Osteoarthritis (OA) is one of the foremost common chronic and debilitating diseases worldwide, with the knee and therefore the hip being the joints most ordinarily affected. Intra-articular corticosteroid injection has been used for many years to treat patients with knee and hip OA, especially individuals who cannot tolerate the side effects of long-term pharmaceutical therapy with acetaminophen and nonsteroidal anti-inflammatory drug drugs.
A recent analysis of the Medicare sample database found that quite one-third of patients with newly diagnosed knee OA were treated with a minimum of one intra-articular steroid injection.
Although its exact mechanism of action remains unknown, intra-articular corticosteroid injection is assumed to supply pain relief in patients with knee and hip OA by decreasing joint inflammation. Short-term complications, including septic arthritis, injection site pain, skin pigmentation, and atrophy, and systemic effects are exceedingly rare.
Radiologists are commonly asked to perform intra-articular corticosteroid injections in patients with knee and hip OA in clinical practice. Unfortunately, most radiologists don’t have a full understanding of the beneficial effects and potential complications of the procedure they’re performing.
In this issue of Radiology, Kompel and colleagues provide a special report highlighting joint-related complications related to intra-articular corticosteroid injection. The report describes the adverse joint events that occurred in 459 patients with knee and hip OA who received a minimum of one intra-articular corticosteroid injection at an inner-city hospital within us in 2018.
Thirty-six (8%) adverse joint events with imaging documentation were reported, with the overwhelming majority occurring in individuals with moderate Kellgren-Lawrence grade 3 knee and hip OA on radiographs. the foremost common adverse event was accelerated OA progression, followed by subchondral insufficiency fracture, osteonecrosis, and rapid joint destruction with bone loss.
The special report has several limitations in study design, including the tiny number of patients. It also lacks standardized clinical and imaging follow-up after intra-articular corticosteroid injection. The report is neither a prospective clinical test nor a retrospective observational study.
Its main purpose is education. the target is to teach radiologists that the intra-articular corticosteroid injection they routinely perform with little, if any, considered long-term safety may cause more harm than benefit.

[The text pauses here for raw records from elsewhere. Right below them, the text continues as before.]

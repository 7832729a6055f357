//! Staff directory: read-only roster of researchers keyed by staff code.
//!
//! The directory file is produced by a separate spreadsheet ETL job as a
//! JSON object `{ "<code>": { name, department, lab, ... }, ... }`. Key order
//! is preserved so that match ties resolve in file order.

use std::collections::{BTreeMap, BTreeSet};
use std::path::Path;

use serde::{Deserialize, Deserializer, Serialize};
use tracing::{info, warn};

use crate::error::DirectoryError;

/// Department values the ETL job emits for blank spreadsheet cells.
const PLACEHOLDER_DEPARTMENTS: &[&str] = &["nan", "-"];

/// One staff member.
#[derive(Debug, Clone, Default, PartialEq, Eq, Serialize, Deserialize)]
pub struct StaffRecord {
    /// Unique staff code (the directory key).
    #[serde(default, deserialize_with = "null_as_default")]
    pub code: String,
    #[serde(default, deserialize_with = "null_as_default")]
    pub name: String,
    #[serde(default, deserialize_with = "null_as_default")]
    pub department: String,
    #[serde(default, deserialize_with = "null_as_default")]
    pub lab: String,
    #[serde(default, deserialize_with = "null_as_default")]
    pub team: String,
    #[serde(default, deserialize_with = "null_as_default")]
    pub position: String,
    #[serde(default, deserialize_with = "null_as_default")]
    pub email: String,
    /// Whether `email` was confirmed by hand rather than a placeholder.
    #[serde(default, deserialize_with = "null_as_default")]
    pub email_verified: bool,
    /// Free-text notes from the ETL job.
    #[serde(default, alias = "note", deserialize_with = "null_as_default")]
    pub notes: String,
}

fn null_as_default<'de, D, T>(deserializer: D) -> Result<T, D::Error>
where
    D: Deserializer<'de>,
    T: Default + Deserialize<'de>,
{
    Ok(Option::<T>::deserialize(deserializer)?.unwrap_or_default())
}

/// Ordered, read-only staff directory.
#[derive(Debug, Clone, Default)]
pub struct StaffDirectory {
    records: Vec<StaffRecord>,
}

impl StaffDirectory {
    /// Build from records, keeping their order.
    pub fn from_records(records: Vec<StaffRecord>) -> Self {
        Self { records }
    }

    /// Parse the JSON object form. Entries that are not objects of the
    /// expected shape are skipped with a warning.
    pub fn from_json_str(json: &str) -> Result<Self, DirectoryError> {
        let raw: serde_json::Map<String, serde_json::Value> = serde_json::from_str(json)?;
        let mut records = Vec::with_capacity(raw.len());

        for (code, value) in raw {
            match serde_json::from_value::<StaffRecord>(value) {
                Ok(mut record) => {
                    record.code = code;
                    records.push(record);
                }
                Err(e) => warn!(code = %code, error = %e, "Skipping malformed staff entry"),
            }
        }

        Ok(Self { records })
    }

    /// Load the directory from a JSON file.
    pub fn load(path: &Path) -> Result<Self, DirectoryError> {
        if !path.exists() {
            return Err(DirectoryError::NotFound(path.to_path_buf()));
        }
        let json = std::fs::read_to_string(path)?;
        let directory = Self::from_json_str(&json)?;
        info!(count = directory.len(), path = %path.display(), "Staff directory loaded");
        Ok(directory)
    }

    /// Load the directory, degrading to an empty one on any failure.
    pub fn load_or_empty(path: &Path) -> Self {
        match Self::load(path) {
            Ok(directory) => directory,
            Err(DirectoryError::NotFound(p)) => {
                warn!(
                    path = %p.display(),
                    "Staff directory not found; run the directory import first. Matching disabled"
                );
                Self::default()
            }
            Err(e) => {
                warn!(error = %e, "Failed to load staff directory; matching disabled");
                Self::default()
            }
        }
    }

    pub fn len(&self) -> usize {
        self.records.len()
    }

    pub fn is_empty(&self) -> bool {
        self.records.is_empty()
    }

    pub fn iter(&self) -> impl Iterator<Item = &StaffRecord> {
        self.records.iter()
    }

    pub fn get(&self, code: &str) -> Option<&StaffRecord> {
        self.records.iter().find(|r| r.code == code)
    }

    /// Department → labs rollup used to ground the backend's routing guess.
    ///
    /// One `- department: lab, lab` line per department, departments and
    /// labs sorted, placeholder departments skipped.
    pub fn department_summary(&self) -> String {
        let mut departments: BTreeMap<&str, BTreeSet<&str>> = BTreeMap::new();

        for record in &self.records {
            let dept = record.department.trim();
            if dept.is_empty() || PLACEHOLDER_DEPARTMENTS.contains(&dept) {
                continue;
            }
            let labs = departments.entry(dept).or_default();
            let lab = record.lab.trim();
            if !lab.is_empty() {
                labs.insert(lab);
            }
        }

        departments
            .iter()
            .map(|(dept, labs)| {
                format!(
                    "- {}: {}",
                    dept,
                    labs.iter().copied().collect::<Vec<_>>().join(", ")
                )
            })
            .collect::<Vec<_>>()
            .join("\n")
    }
}

#[cfg(test)]
mod tests {
    use super::*;
    use std::io::Write;

    const SAMPLE: &str = r#"{
        "KSH01": {"name": "김수현", "department": "스킨케어연구소", "lab": "보습랩", "team": "1팀", "position": "책임", "email": "MANUAL_CHECK_REQUIRED@cosmax.com", "email_verified": false, "note": "확인 필요"},
        "AHJ01": {"name": "안현정", "department": "메이크업연구소", "lab": "베이스랩", "team": "", "position": "선임", "email": "hyunjung.ahn@cosmax.com", "email_verified": true},
        "PJY01": {"name": "박지연", "department": "스킨케어연구소", "lab": "선케어랩", "team": null},
        "XXX01": {"name": "무소속", "department": "nan", "lab": "랩"}
    }"#;

    #[test]
    fn parses_records_in_file_order() {
        let dir = StaffDirectory::from_json_str(SAMPLE).unwrap();
        let codes: Vec<&str> = dir.iter().map(|r| r.code.as_str()).collect();
        assert_eq!(codes, vec!["KSH01", "AHJ01", "PJY01", "XXX01"]);
    }

    #[test]
    fn fills_defaults_and_aliases() {
        let dir = StaffDirectory::from_json_str(SAMPLE).unwrap();
        let ksh = dir.get("KSH01").unwrap();
        assert_eq!(ksh.notes, "확인 필요");
        assert!(!ksh.email_verified);

        let pjy = dir.get("PJY01").unwrap();
        assert_eq!(pjy.team, "");
        assert_eq!(pjy.email, "");
        assert!(!pjy.email_verified);
    }

    #[test]
    fn skips_non_object_entries() {
        let dir = StaffDirectory::from_json_str(r#"{"A1": {"name": "a"}, "B2": 42}"#).unwrap();
        assert_eq!(dir.len(), 1);
        assert!(dir.get("A1").is_some());
    }

    #[test]
    fn department_summary_is_sorted_and_skips_placeholders() {
        let dir = StaffDirectory::from_json_str(SAMPLE).unwrap();
        assert_eq!(
            dir.department_summary(),
            "- 메이크업연구소: 베이스랩\n- 스킨케어연구소: 보습랩, 선케어랩"
        );
    }

    #[test]
    fn department_summary_of_empty_directory_is_empty() {
        assert_eq!(StaffDirectory::default().department_summary(), "");
    }

    #[test]
    fn load_from_file() {
        let mut file = tempfile::NamedTempFile::new().unwrap();
        file.write_all(SAMPLE.as_bytes()).unwrap();
        let dir = StaffDirectory::load(file.path()).unwrap();
        assert_eq!(dir.len(), 4);
    }

    #[test]
    fn missing_file_degrades_to_empty() {
        let tmp = tempfile::tempdir().unwrap();
        let path = tmp.path().join("missing.json");
        assert!(matches!(
            StaffDirectory::load(&path),
            Err(DirectoryError::NotFound(_))
        ));
        assert!(StaffDirectory::load_or_empty(&path).is_empty());
    }

    #[test]
    fn malformed_file_degrades_to_empty() {
        let mut file = tempfile::NamedTempFile::new().unwrap();
        file.write_all(b"[not an object").unwrap();
        assert!(matches!(
            StaffDirectory::load(file.path()),
            Err(DirectoryError::Json(_))
        ));
        assert!(StaffDirectory::load_or_empty(file.path()).is_empty());
    }
}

The report provides illustrative case samples of accelerated OA progression, subchondral insufficiency fracture, osteonecrosis, and rapid joint destruction with bone loss and includes an in-depth overview of every individual adverse joint event. The report concludes that the radiology community should strive to raised understand potential adverse joint events after intra-articular corticosteroid injection to avoid possible complications.
Compel and colleagues raise several details that ought to be emphasized. First, the clinical benefits of intra-articular corticosteroid injection remain unknown. Studies have documented short-term pain relief in patients with knee OA after intra-articular corticosteroid injection, but the precise duration of the pain relief remains controversial.
A 2015 Cochrane Review update described the results of a meta-analysis of 27 clinical trials investigating the efficacy of intra-articular corticosteroid injection to treat knee OA.
The meta-analysis concluded that the clinical benefits of intra-articular corticosteroid injection at 1–6 weeks remain unclear thanks to the inferiority of evidence and located no remaining beneficial effect 6 months after injection. due to limited high-quality clinical data, even the American Academy of Orthopedic Surgeons doesn’t support an evidence-based recommendation that intra-articular corticosteroid injection is an appropriate treatment option for knee and hip OA.
However, the utilization of intra-articular corticosteroid injection to treat OA remains commonplace in clinical practice despite the shortage of strong evidence supporting its efficacy.